Denrell Jerker, Le Mens Gaël
Graduate School of Business, Stanford University, Stanford, CA 94305-5015, USA.
Psychol Rev. 2007 Apr;114(2):398-422. doi: 10.1037/0033-295X.114.2.398.
Most explanations of social influence focus on why individuals might want to agree with the opinions or attitudes of others. The authors propose a different explanation that assumes the attitudes of others influence only the activities and objects individuals are exposed to.

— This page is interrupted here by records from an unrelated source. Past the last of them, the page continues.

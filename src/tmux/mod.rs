//! Wire protocol to the tmux multiplexer.
//!
//! `ops` maps the operation allow-list onto argv vectors, `parse` reads the
//! tab-delimited listings back, `control` speaks the `-C` control-mode
//! framing used by pooled connections, and `output` decodes `%output`
//! notifications for continuous capture.

pub mod control;
pub mod ops;
pub mod output;
pub mod parse;

pub use control::{
    render_command_line, ControlChannel, ControlConnector, ControlReply, ReplyEvent, ReplyFramer,
    TmuxControlConnector,
};
pub use ops::{
    exact, session_pane_target, FieldKind, MuxOperation, OperationParams, OperationType,
    SESSION_FORMAT, TREE_FORMAT, WINDOW_FORMAT,
};
pub use output::{decode_octal, parse_output_line};
pub use parse::{is_no_server_error, parse_sessions, parse_tree, parse_windows};
pub use parse::{SessionRecord, TreeRow, WindowRecord};

/// Normalize a human label into a fragment tmux accepts as a session name.
///
/// tmux rewrites `.` and `:` in names, so only ASCII alphanumerics, `-` and
/// `_` survive; other runs collapse to a single `-`.
pub fn sanitize_name_fragment(raw: &str, fallback: &str) -> String {
    let mut out = String::new();
    let mut previous_dash = false;
    for ch in raw.trim().chars().flat_map(char::to_lowercase) {
        if ch.is_ascii_alphanumeric() {
            out.push(ch);
            previous_dash = false;
            continue;
        }
        if matches!(ch, '-' | '_') {
            if !previous_dash && !out.is_empty() {
                out.push(ch);
                previous_dash = true;
            }
            continue;
        }
        if !previous_dash && !out.is_empty() {
            out.push('-');
            previous_dash = true;
        }
    }
    let trimmed = out.trim_matches(['-', '_']).to_string();
    if trimmed.is_empty() {
        fallback.to_string()
    } else {
        trimmed.chars().take(48).collect()
    }
}
//! Top-level config loading pipeline.

use std::path::{Path, PathBuf};

use crate::error::ConfigError;

use super::env::apply_env_overrides;
use super::init::config_root_dir;
use super::sources::read_config_text_with_sources;
use super::{Config, LoadedConfig};

/// Load configuration from disk and environment.
///
/// `path_override` is an explicit config file path (from --config flag).
pub fn load_config(path_override: Option<&str>) -> Result<Config, ConfigError> {
    Ok(load_config_with_source(path_override)?.config)
}

/// Load configuration and report which source it came from.
pub fn load_config_with_source(path_override: Option<&str>) -> Result<LoadedConfig, ConfigError> {
    load_config_from_sources(
        path_override,
        |path| std::fs::read_to_string(path),
        |name| std::env::var(name).ok(),
        config_root_dir,
    )
}

pub(super) fn load_config_from_sources<FRead, FEnv, FRoot>(
    path_override: Option<&str>,
    read_file: FRead,
    env_lookup: FEnv,
    config_root: FRoot,
) -> Result<LoadedConfig, ConfigError>
where
    FRead: Fn(&Path) -> Result<String, std::io::Error>,
    FEnv: Fn(&str) -> Option<String>,
    FRoot: Fn() -> Option<PathBuf>,
{
    let (config_text, source) =
        read_config_text_with_sources(path_override, &read_file, &config_root)?;
    let mut config: Config = toml::from_str(&config_text)?;
    apply_env_overrides(&mut config, &env_lookup)?;
    config.validate()?;

    Ok(LoadedConfig {
        config,
        source: source.to_string(),
    })
}
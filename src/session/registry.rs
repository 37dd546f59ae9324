//! Arena-backed session map owned by the session manager.

use std::collections::HashMap;

use crate::tmux::TreeRow;

use super::{Pane, Session, Window};

/// Sessions stored in an index arena with an id side map. The active session,
/// when set, always refers to an occupied slot.
#[derive(Debug, Default)]
pub(crate) struct SessionRegistry {
    slots: Vec<Option<Session>>,
    free: Vec<usize>,
    by_id: HashMap<String, usize>,
    active: Option<usize>,
}

impl SessionRegistry {
    pub fn len(&self) -> usize {
        self.by_id.len()
    }

    pub fn contains(&self, id: &str) -> bool {
        self.by_id.contains_key(id)
    }

    pub fn get(&self, id: &str) -> Option<&Session> {
        let index = *self.by_id.get(id)?;
        self.slots.get(index)?.as_ref()
    }

    /// Insert or replace by id. The first session inserted becomes active.
    pub fn insert(&mut self, session: Session) {
        if let Some(&index) = self.by_id.get(&session.id) {
            self.slots[index] = Some(session);
            return;
        }
        let id = session.id.clone();
        let index = match self.free.pop() {
            Some(index) => {
                self.slots[index] = Some(session);
                index
            }
            None => {
                self.slots.push(Some(session));
                self.slots.len() - 1
            }
        };
        self.by_id.insert(id, index);
        if self.active.is_none() {
            self.active = Some(index);
        }
    }

    pub fn remove(&mut self, id: &str) -> Option<Session> {
        let index = self.by_id.remove(id)?;
        let session = self.slots.get_mut(index)?.take();
        self.free.push(index);
        if self.active == Some(index) {
            self.active = self.by_id.values().min().copied();
        }
        session
    }

    pub fn active(&self) -> Option<&Session> {
        self.slots.get(self.active?)?.as_ref()
    }

    pub fn set_active(&mut self, id: &str) -> bool {
        match self.by_id.get(id) {
            Some(&index) => {
                self.active = Some(index);
                true
            }
            None => false,
        }
    }

    /// Sessions ordered by creation time, then id.
    pub fn list(&self) -> Vec<Session> {
        let mut sessions: Vec<Session> = self.slots.iter().flatten().cloned().collect();
        sessions.sort_by(|a, b| a.created_at.cmp(&b.created_at).then_with(|| a.id.cmp(&b.id)));
        sessions
    }

    /// Replace the whole map with a fresh listing. Human names given at
    /// creation survive; the active session survives if still present.
    pub fn replace_all(&mut self, sessions: Vec<Session>) {
        let active_id = self.active().map(|s| s.id.clone());
        let names: HashMap<String, String> = self
            .slots
            .iter()
            .flatten()
            .map(|s| (s.id.clone(), s.name.clone()))
            .collect();
        *self = Self::default();
        for mut session in sessions {
            if let Some(name) = names.get(&session.id) {
                session.name = name.clone();
            }
            self.insert(session);
        }
        if let Some(id) = active_id {
            self.set_active(&id);
        }
    }
}

/// Rebuild the session/window/pane tree from pane rows, skipping `hidden`.
///
/// Rows of one session need not be contiguous. Windows and panes come out
/// ordered by index.
pub(crate) fn build_sessions(rows: Vec<TreeRow>, hidden: &str) -> Vec<Session> {
    let mut sessions: Vec<Session> = Vec::new();
    for row in rows {
        if row.session.name == hidden {
            continue;
        }
        let position = match sessions.iter().position(|s| s.id == row.session.name) {
            Some(position) => position,
            None => {
                sessions.push(Session {
                    id: row.session.name.clone(),
                    name: row.session.name.clone(),
                    tmux_id: row.session.tmux_id.clone(),
                    pid: row.session.pid,
                    created_at: row.session.created_unix,
                    attached: row.session.attached,
                    windows: Vec::new(),
                });
                sessions.len() - 1
            }
        };
        let session = &mut sessions[position];
        let window_position = match session.windows.iter().position(|w| w.id == row.window.id) {
            Some(position) => position,
            None => {
                session.windows.push(Window {
                    id: row.window.id.clone(),
                    index: row.window.index,
                    name: row.window.name.clone(),
                    active: row.window.active,
                    panes: Vec::new(),
                });
                session.windows.len() - 1
            }
        };
        let window = &mut session.windows[window_position];
        if window.panes.iter().all(|p| p.id != row.pane_id) {
            window.panes.push(Pane {
                id: row.pane_id,
                index: row.pane_index,
                active: row.pane_active,
                width: row.width,
                height: row.height,
                command: row.command,
                pid: row.pane_pid,
            });
        }
    }
    for session in &mut sessions {
        session.windows.sort_by_key(|w| w.index);
        for window in &mut session.windows {
            window.panes.sort_by_key(|p| p.index);
        }
    }
    sessions
}

#[cfg(test)]
mod tests {
    use super::*;
    use crate::tmux::parse_tree;

    fn session(id: &str, created_at: u64) -> Session {
        Session {
            id: id.to_string(),
            name: id.to_string(),
            tmux_id: "$0".to_string(),
            pid: None,
            created_at,
            attached: false,
            windows: Vec::new(),
        }
    }

    #[test]
    fn active_session_always_resolves() {
        let mut registry = SessionRegistry::default();
        registry.insert(session("a-1", 1));
        registry.insert(session("b-2", 2));
        assert_eq!(registry.active().map(|s| s.id.as_str()), Some("a-1"));
        registry.remove("a-1");
        assert_eq!(registry.active().map(|s| s.id.as_str()), Some("b-2"));
        registry.remove("b-2");
        assert!(registry.active().is_none());
        assert!(!registry.set_active("b-2"));
    }

    #[test]
    fn slots_are_reused_after_removal() {
        let mut registry = SessionRegistry::default();
        registry.insert(session("a-1", 1));
        registry.remove("a-1");
        registry.insert(session("c-3", 3));
        assert_eq!(registry.slots.len(), 1);
        assert!(registry.get("c-3").is_some());
        assert!(registry.get("a-1").is_none());
    }

    #[test]
    fn replace_all_keeps_human_names() {
        let mut registry = SessionRegistry::default();
        let mut created = session("build-1", 1);
        created.name = "Build box".to_string();
        registry.insert(created);
        registry.replace_all(vec![session("build-1", 1), session("other", 5)]);
        assert_eq!(registry.get("build-1").map(|s| s.name.as_str()), Some("Build box"));
        assert_eq!(registry.len(), 2);
        assert_eq!(registry.active().map(|s| s.id.as_str()), Some("build-1"));
    }

    #[test]
    fn tree_is_built_top_down_and_hides_control_session() {
        let text = concat!(
            "s1-1\t$0\t100\t0\t7\t@1\t1\tlogs\t0\t%3\t0\t1\t80\t24\ttail\t30\n",
            "s1-1\t$0\t100\t0\t7\t@0\t0\tmain\t1\t%1\t1\t0\t80\t24\tvim\t11\n",
            "muxctl-control\t$9\t90\t1\t7\t@9\t0\tc\t1\t%9\t0\t1\t80\t24\tbash\t99\n",
            "s1-1\t$0\t100\t0\t7\t@0\t0\tmain\t1\t%0\t0\t1\t80\t24\tbash\t10\n",
        );
        let sessions = build_sessions(parse_tree(text), "muxctl-control");
        assert_eq!(sessions.len(), 1);
        let s = &sessions[0];
        assert_eq!(s.windows.iter().map(|w| w.index).collect::<Vec<_>>(), vec![0, 1]);
        assert_eq!(
            s.windows[0].panes.iter().map(|p| p.id.as_str()).collect::<Vec<_>>(),
            vec!["%0", "%1"]
        );
        assert_eq!(s.active_pane().map(|p| p.id.as_str()), Some("%0"));
    }
}
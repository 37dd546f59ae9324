//! Rolling latency samples and the periodically recomputed snapshot.

use serde::Serialize;
use std::collections::VecDeque;
use std::time::Duration;
use tracing::warn;

use crate::textutil::now_unix_millis;

#[derive(Debug, Clone, Default, PartialEq, Serialize)]
pub struct LatencyStats {
    pub samples: usize,
    pub avg_ms: f64,
    pub p95_ms: f64,
    pub p99_ms: f64,
    pub max_ms: f64,
}

impl LatencyStats {
    fn from_samples(samples: &VecDeque<Duration>) -> Self {
        if samples.is_empty() {
            return Self::default();
        }
        let mut sorted: Vec<f64> = samples.iter().map(|d| d.as_secs_f64() * 1000.0).collect();
        sorted.sort_by(|a, b| a.total_cmp(b));
        let total: f64 = sorted.iter().sum();
        Self {
            samples: sorted.len(),
            avg_ms: total / sorted.len() as f64,
            p95_ms: nearest_rank(&sorted, 95),
            p99_ms: nearest_rank(&sorted, 99),
            max_ms: sorted.last().copied().unwrap_or_default(),
        }
    }
}

/// Nearest-rank percentile over ascending `sorted`, which must be non-empty.
fn nearest_rank(sorted: &[f64], percentile: usize) -> f64 {
    let rank = (percentile * sorted.len()).div_ceil(100).max(1);
    sorted[rank.min(sorted.len()) - 1]
}

#[derive(Debug, Clone, Default, PartialEq, Serialize)]
pub struct PerformanceMetrics {
    pub command_latency: LatencyStats,
    pub capture_latency: LatencyStats,
    pub total_commands: u64,
    pub failed_commands: u64,
    /// Failed destroy, send and capture calls.
    pub failed_operations: u64,
    pub success_rate: f64,
    pub latency_alerts: u64,
    /// Unix millis of the recomputation; zero before the first one.
    pub computed_at_ms: u64,
}

#[derive(Debug)]
pub struct PerformanceTracker {
    max_samples: usize,
    latency_target: Duration,
    command: VecDeque<Duration>,
    capture: VecDeque<Duration>,
    total_commands: u64,
    failed_commands: u64,
    failed_operations: u64,
    latency_alerts: u64,
    snapshot: PerformanceMetrics,
}

impl PerformanceTracker {
    pub fn new(max_samples: usize, latency_target: Duration) -> Self {
        Self {
            max_samples: max_samples.max(1),
            latency_target,
            command: VecDeque::new(),
            capture: VecDeque::new(),
            total_commands: 0,
            failed_commands: 0,
            failed_operations: 0,
            latency_alerts: 0,
            snapshot: PerformanceMetrics {
                success_rate: 1.0,
                ..PerformanceMetrics::default()
            },
        }
    }

    fn push(samples: &mut VecDeque<Duration>, max: usize, latency: Duration) {
        if samples.len() == max {
            samples.pop_front();
        }
        samples.push_back(latency);
    }

    pub fn record_command(&mut self, latency: Duration, success: bool) {
        self.total_commands += 1;
        if success {
            Self::push(&mut self.command, self.max_samples, latency);
        } else {
            self.failed_commands += 1;
        }
    }

    pub fn record_capture(&mut self, latency: Duration) {
        Self::push(&mut self.capture, self.max_samples, latency);
    }

    pub fn record_failure(&mut self) {
        self.failed_operations += 1;
    }

    /// Recompute the snapshot from the current samples.
    pub fn recompute(&mut self) -> PerformanceMetrics {
        let command_latency = LatencyStats::from_samples(&self.command);
        let target_ms = self.latency_target.as_secs_f64() * 1000.0;
        if command_latency.samples > 0 && command_latency.avg_ms > target_ms {
            self.latency_alerts += 1;
            warn!(
                avg_ms = command_latency.avg_ms,
                target_ms, "average command latency above target"
            );
        }
        let success_rate = if self.total_commands == 0 {
            1.0
        } else {
            (self.total_commands - self.failed_commands) as f64 / self.total_commands as f64
        };
        self.snapshot = PerformanceMetrics {
            command_latency,
            capture_latency: LatencyStats::from_samples(&self.capture),
            total_commands: self.total_commands,
            failed_commands: self.failed_commands,
            failed_operations: self.failed_operations,
            success_rate,
            latency_alerts: self.latency_alerts,
            computed_at_ms: now_unix_millis(),
        };
        self.snapshot.clone()
    }

    /// The last recomputed snapshot.
    pub fn snapshot(&self) -> PerformanceMetrics {
        self.snapshot.clone()
    }
}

For example, individuals are likely to be exposed to activities that their friends enjoy. The authors demonstrate that such influence over sampling behavior is sufficient to produce a social influence effect when individuals form attitudes by learning from experience. Even if the experiences of 2 individuals, when they sample an object or event, are independent random variables, their attitudes will become positively correlated if their sampling processes are interdependent. Interdependent sampling of activities thus provides a different explanation of social influence with distinct empirical and theoretical implications.
大多数关于社会影响的解释都聚焦于个体为何可能想要认同他人的观点或态度。作者们提出了一种不同的解释,该解释假定他人的态度仅会影响个体所接触到的活动和对象。例如,个体很可能会接触到其朋友喜欢的活动。作者们证明,当个体通过从经验中学习来形成态度时,这种对抽样行为的影响足以产生社会影响效应。即使两个人在对某个对象或事件进行抽样时的经历是独立随机变量,但如果他们的抽样过程相互依赖,那么他们的态度也会呈正相关。因此,活动的相互依赖抽样为社会影响提供了一种不同的解释,具有独特的实证和理论意义。